Held under the theme “Scaling AI for Sustainable and Inclusive Health Systems in Africa,” the conference showcased real African solutions engineered to tackle persistent healthcare challenges including delayed diagnosis, weak patient-management systems, and resource-limited clinical environments.
AI Innovations Showcased at Makerere
Makerere’s AI Health Lab and partner institutions unveiled practical, home-grown tools now being piloted or deployed across Africa:
- BriskBot Assistant – An AI-powered medical support platform that enhances clinical decision-making.
- BriskMed – A diagnostic and patient-management solution designed for low-resource settings.
- Dawa Assist – A digital adherence tool helping patients manage medications accurately.
- SAM Photo App – A child-nutrition monitoring app using ethical, scalable AI to detect malnutrition.
- ICUConnect – A web dashboard improving ICU-bed referrals and forecasting in Kenyan public hospitals.
- GeoAI for Malaria Prediction – A spatial machine-learning tool using environmental data to forecast malaria outbreaks in Uganda.
These innovations reflect a new era in which African researchers are not only adopting global technologies but designing bespoke systems for African realities.
Strong Calls for Collaboration & Preparedness
Delivering one of the standout keynote addresses, Assoc. Prof. Janice Desire Busingye, Country Director at Astria Learning, challenged institutions to adapt boldly:
“Does the internet know you? What does it know about you? The risk is not the disruption of AI — the risk is institutional irrelevance. We must adopt AI and fundamentally reengineer our educational systems now.”
Her remarks amplified the urgency for universities, governments, and private sector players to move from experimentation to full integration of AI in Africa’s health ecosystem.
Makerere University’s Rose Nakasikiire also emphasized collaboration:
“No one should innovate alone. To truly impact African healthcare, we must break silos and collaborate. Let’s tailor solutions for remote patients, reduce diagnosis time, and integrate tools that work for Africa.”
AI in Medical Training No Longer Optional
According to Makerere researcher Bruce Kirenga, the future of medicine depends on merging clinical expertise with digital intelligence:
“AI won’t replace doctors, but doctors who understand AI will replace those who don’t. We must integrate AI into medical training so our graduates can compete globally.”
Funding Gaps Remain a Major Threat
Despite the excitement, development partners—including Amref Health Africa Uganda—warned that the continent risks stalling if funding remains inconsistent. Without sustainable financing, many prototypes may remain small-scale pilots, unable to reach national or regional health systems where their impact is most needed.

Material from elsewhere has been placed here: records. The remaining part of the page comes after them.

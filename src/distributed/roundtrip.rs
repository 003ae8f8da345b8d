use crate::distributed::communicator::{CommError, Payload, World};
use crate::somelinalg::linsys_error::LinSysResult;
use log::info;

pub const FORWARD_TAG: usize = 9;
pub const RETURN_TAG: usize = 10;

/// what each side saw during the round trip
#[derive(Debug, Clone, PartialEq)]
pub struct RoundTripReport {
    /// vector as received by rank 1
    pub received: Vec<f64>,
    /// doubled vector as received back by rank 0
    pub returned: Vec<f64>,
}

/// Rank 0 sends `vector` to rank 1, rank 1 doubles every element and sends it back.
/// Ranks above 1 take no part.
pub fn vector_round_trip(vector: &[f64], world_size: usize) -> LinSysResult<RoundTripReport> {
    if world_size < 2 {
        return Err(CommError::WorldTooSmall {
            required: 2,
            actual: world_size,
        }
        .into());
    }
    let results = World::run(world_size, |mut comm| match comm.rank() {
        0 => {
            comm.send(1, FORWARD_TAG, Payload::Values(vector.to_vec()))?;
            let returned = comm.recv(1, RETURN_TAG)?.into_values()?;
            info!("rank 0 received {} doubled values", returned.len());
            Ok(Some(returned))
        }
        1 => {
            let received = comm.recv(0, FORWARD_TAG)?.into_values()?;
            info!("rank 1 received {} values", received.len());
            let doubled: Vec<f64> = received.iter().map(|v| 2.0 * v).collect();
            comm.send(0, RETURN_TAG, Payload::Values(doubled))?;
            Ok(Some(received))
        }
        _ => Ok(None),
    })?;
    let mut ranks = results.into_iter();
    match (ranks.next().flatten(), ranks.next().flatten()) {
        (Some(returned), Some(received)) => Ok(RoundTripReport { received, returned }),
        _ => Err(CommError::UnexpectedPayload {
            expected: "round trip results of ranks 0 and 1",
        }
        .into()),
    }
}
impl LinearSystemTask {
    pub fn new() -> LinearSystemTask {
        LinearSystemTask {
            method: SolverMethod::Gauss,
            config: SolverConfig::default(),
            cg_settings: CgSettings::default(),
            matrix_file: None,
            vector_file: None,
            system_file: None,
            upper_triangle: false,
            ranks: 2,
            output_file: None,
            csv_file: None,
            loglevel: Some("info".to_string()),
            log_file: None,
            result: None,
            calc_statistics: HashMap::new(),
        }
    }
    ////////////////////////////SETTERS///////////////////////////////////////////////////////////////////
    pub fn set_method(&mut self, method: SolverMethod) {
        self.method = method;
    }

    pub fn set_files(
        &mut self,
        matrix_file: Option<PathBuf>,
        vector_file: Option<PathBuf>,
        system_file: Option<PathBuf>,
    ) {
        self.matrix_file = matrix_file;
        self.vector_file = vector_file;
        self.system_file = system_file;
    }

    pub fn set_outputs(&mut self, output_file: Option<PathBuf>, csv_file: Option<PathBuf>) {
        self.output_file = output_file;
        self.csv_file = csv_file;
    }

    pub fn set_solver_params(
        &mut self,
        pivot_tolerance: Option<f64>,
        symmetry_tolerance: Option<f64>,
    ) -> LinSysResult<()> {
        if let Some(tol) = pivot_tolerance {
            if !(tol >= 0.0) {
                return Err(LinSysError::Config(format!(
                    "pivot_tolerance must be non-negative, got {}",
                    tol
                )));
            }
            self.config.pivot_tolerance = tol;
        }
        if let Some(tol) = symmetry_tolerance {
            if !(tol >= 0.0) {
                return Err(LinSysError::Config(format!(
                    "symmetry_tolerance must be non-negative, got {}",
                    tol
                )));
            }
            self.config.symmetry_tolerance = tol;
        }
        Ok(())
    }

    pub fn set_cg_params(&mut self, eps: Option<f64>, kmax: Option<usize>) -> LinSysResult<()> {
        if let Some(eps) = eps {
            if !(eps > 0.0) {
                return Err(LinSysError::Config(format!("eps must be positive, got {}", eps)));
            }
            self.cg_settings.eps = eps;
        }
        if let Some(kmax) = kmax {
            if kmax == 0 {
                return Err(LinSysError::Config("kmax must be positive".to_string()));
            }
            self.cg_settings.kmax = kmax;
        }
        Ok(())
    }

    pub fn set_ranks(&mut self, ranks: usize) -> LinSysResult<()> {
        if ranks == 0 {
            return Err(LinSysError::Config("ranks must be positive".to_string()));
        }
        self.ranks = ranks;
        Ok(())
    }

    pub fn set_loglevel(&mut self, loglevel: Option<String>, log_file: Option<Option<PathBuf>>) {
        self.loglevel = loglevel;
        self.log_file = log_file;
    }

    ////////////////////////////TASK FILE///////////////////////////////////////////////////////////////////
    /// builds a task from the text of a task file
    pub fn from_task_str(input: &str) -> LinSysResult<LinearSystemTask> {
        let template = template_from(TASK_TEMPLATE);
        let doc = parse_document_as(input, Some(&template)).map_err(LinSysError::Config)?;
        for (section, keys) in &doc {
            let Some(known) = template.get(section) else {
                return Err(LinSysError::Config(format!("unknown section '{}'", section)));
            };
            if let Some(key) = keys.keys().find(|k| !known.contains_key(*k)) {
                return Err(LinSysError::Config(format!(
                    "unknown key '{}' in section '{}'",
                    key, section
                )));
            }
        }

        let mut task = LinearSystemTask::new();
        if let Some(method) = first_value(&doc, "solver", "method") {
            let name = method.to_string();
            task.method = name.parse().map_err(|_| {
                LinSysError::Config(format!("unknown solver method '{}'", name))
            })?;
        }
        task.set_solver_params(
            float_value(&doc, "solver", "pivot_tolerance")?,
            float_value(&doc, "solver", "symmetry_tolerance")?,
        )?;
        if let Some(value) = first_value(&doc, "solver", "upper_triangle") {
            task.upper_triangle = value.as_boolean().ok_or_else(|| {
                LinSysError::Config("solver.upper_triangle must be true or false".to_string())
            })?;
        }
        task.set_files(
            path_value(&doc, "files", "matrix"),
            path_value(&doc, "files", "vector"),
            path_value(&doc, "files", "system"),
        );
        task.set_outputs(path_value(&doc, "files", "output"), path_value(&doc, "files", "csv"));
        task.set_cg_params(
            float_value(&doc, "cg", "eps")?,
            usize_value(&doc, "cg", "kmax")?,
        )?;
        if let Some(ranks) = usize_value(&doc, "distributed", "ranks")? {
            task.set_ranks(ranks)?;
        }
        if let Some(level) = first_value(&doc, "logging", "level") {
            let level = level.to_string();
            parse_log_level(&level)?;
            task.loglevel = Some(level);
        }
        if let Some(file) = first_value(&doc, "logging", "file") {
            task.log_file = match file {
                Value::Boolean(false) => None,
                Value::Boolean(true) => Some(None),
                other => Some(Some(PathBuf::from(other.to_string()))),
            };
        }
        Ok(task)
    }

    pub fn from_task_file(path: &Path) -> LinSysResult<LinearSystemTask> {
        if !path.exists() {
            return Err(LinSysError::FileNotFound(path.to_path_buf()));
        }
        let content = fs::read_to_string(path)?;
        Self::from_task_str(&content)
    }

    ////////////////////////////SOLVING///////////////////////////////////////////////////////////////////
    fn require(file: &Option<PathBuf>, what: &str) -> LinSysResult<PathBuf> {
        file.clone()
            .ok_or_else(|| LinSysError::Config(format!("{} file is not set", what)))
    }

    /// dense system, from the combined file or from the matrix and vector files
    fn load_dense_system(&self) -> LinSysResult<(DMatrix<f64>, DVector<f64>)> {
        if let Some(system) = &self.system_file {
            return read_combined_system_file(system);
        }
        let a = read_matrix_file(&Self::require(&self.matrix_file, "matrix")?)?;
        let b = read_vector_file(&Self::require(&self.vector_file, "vector")?, Some(a.nrows()))?;
        Ok((a, b))
    }

    /// loads the data, runs the chosen method and checks the residual
    fn solver(&mut self) -> LinSysResult<(Vec<(String, DMatrix<f64>)>, DVector<f64>)> {
        self.calc_statistics.clear();
        self.calc_statistics
            .insert("method".to_string(), self.method.to_string());
        let (a_dense, b, x) = match self.method {
            SolverMethod::Gauss | SolverMethod::GaussNaive => {
                let (a, b) = self.load_dense_system()?;
                let (mut a_work, mut b_work) = (a.clone(), b.clone());
                let x = if self.method == SolverMethod::Gauss {
                    gauss_partial_pivoting(&mut a_work, &mut b_work, &self.config)?
                } else {
                    gauss_no_pivoting(&mut a_work, &mut b_work, &self.config)?
                };
                self.calc_statistics
                    .insert("stored elements".to_string(), a.stored_elements().to_string());
                (a, b, x)
            }
            SolverMethod::Symmetric => {
                let matrix_file = Self::require(&self.matrix_file, "matrix")?;
                let mut packed = if self.upper_triangle {
                    read_upper_triangle_file(&matrix_file)?
                } else {
                    read_symmetric_packed_file(&matrix_file, self.config.symmetry_tolerance)?
                };
                let vector_file = Self::require(&self.vector_file, "vector")?;
                let b = read_vector_file(&vector_file, Some(packed.dim()))?;
                let a = packed.to_dense();
                self.calc_statistics.insert(
                    "stored elements".to_string(),
                    packed.stored_elements().to_string(),
                );
                let x = gauss_symmetric_packed(&mut packed, &mut b.clone(), &self.config)?;
                (a, b, x)
            }
            SolverMethod::Banded => {
                let matrix_file = Self::require(&self.matrix_file, "matrix")?;
                let mut banded = read_banded_file(&matrix_file, self.config.symmetry_tolerance)?;
                let vector_file = Self::require(&self.vector_file, "vector")?;
                let b = read_vector_file(&vector_file, Some(banded.dim()))?;
                let a = banded.to_dense();
                self.calc_statistics
                    .insert("bandwidth".to_string(), banded.bandwidth().to_string());
                self.calc_statistics.insert(
                    "stored elements".to_string(),
                    banded.stored_elements().to_string(),
                );
                let x = gauss_banded(&mut banded, &mut b.clone(), &self.config)?;
                (a, b, x)
            }
            SolverMethod::Cg => {
                let (a, b) = self.load_dense_system()?;
                let solution = ConjugateGradient::solve(&a, &b, &self.cg_settings)?;
                self.calc_statistics
                    .insert("iterations".to_string(), solution.iterations.to_string());
                self.calc_statistics.insert(
                    "final residual 1-norm".to_string(),
                    format!("{:e}", solution.final_residual()),
                );
                (a, b, solution.x)
            }
            SolverMethod::DistMatvec => {
                let a = read_rectangular_matrix_file(&Self::require(&self.matrix_file, "matrix")?)?;
                let v = read_vector_file(&Self::require(&self.vector_file, "vector")?, None)?;
                let c = distributed_matvec(self.ranks, &a, &v)?;
                self.calc_statistics
                    .insert("ranks".to_string(), self.ranks.to_string());
                self.calc_statistics.insert(
                    "matrix shape".to_string(),
                    format!("{} x {}", a.nrows(), a.ncols()),
                );
                let inputs = vec![
                    ("A".to_string(), a),
                    ("v".to_string(), DMatrix::from_column_slice(v.len(), 1, v.as_slice())),
                ];
                return Ok((inputs, c));
            }
        };
        self.calc_statistics
            .insert("dimension".to_string(), b.len().to_string());
        let residual = relative_residual_norm(&a_dense, &x, &b)?;
        self.calc_statistics.insert(
            "relative residual ||b - Ax|| / ||b||".to_string(),
            format!("{:e}", residual),
        );
        let inputs = vec![
            ("A".to_string(), a_dense),
            ("b".to_string(), DMatrix::from_column_slice(b.len(), 1, b.as_slice())),
        ];
        Ok((inputs, x))
    }

    fn calc_statistics(&self) {
        let stats = self.calc_statistics.clone();
        let mut table = Builder::from(stats).build();
        table.with(Style::modern_rounded());
        info!("\n \n CALC STATISTICS \n \n {}", table.to_string());
    }

    fn write_reports(&self, inputs: &[(String, DMatrix<f64>)], x: &DVector<f64>) -> LinSysResult<()> {
        let (name, first_index) = self.method.output_naming();
        if let Some(output) = &self.output_file {
            save_solution_to_file(output, inputs, name, x, first_index)?;
        }
        if let Some(csv_file) = &self.csv_file {
            save_solution_to_csv(csv_file, name, x, first_index)?;
        }
        Ok(())
    }

    /// Solves without touching the logger; reports are written when output files are set.
    pub fn run(&mut self) -> LinSysResult<DVector<f64>> {
        info!("solving with method '{}'", self.method);
        let (inputs, x) = self.solver()?;
        self.calc_statistics();
        self.write_reports(&inputs, &x)?;
        self.result = Some(x.clone());
        Ok(x)
    }

    /// wrapper around `run` that installs the logger first
    pub fn solve(&mut self) -> LinSysResult<DVector<f64>> {
        let level = parse_log_level(self.loglevel.as_deref().unwrap_or("info"))?;
        let log_file = match &self.log_file {
            None => None,
            Some(Some(path)) => Some(path.clone()),
            Some(None) => Some(PathBuf::from(default_log_file_name())),
        };
        init_logger(level, log_file.as_deref())?;
        let res = self.run();
        info!(" \n \n Program ended");
        res
    }

    pub fn get_result(&self) -> Option<DVector<f64>> {
        self.result.clone()
    }
}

Makerere’s Growing Role in Africa’s Digital-Health Pipeline
This year’s conference reaffirmed Makerere University as one of Africa’s strongest centres of AI-driven health innovation. The institution continues to build a regional ecosystem where research, policy, and private sector efforts converge to create scalable, home-grown health technologies.
As Africa pushes toward data-driven, people-centred health systems, Makerere University’s leadership signals a clear message: Africa is building its own future in health innovation, for us, by us.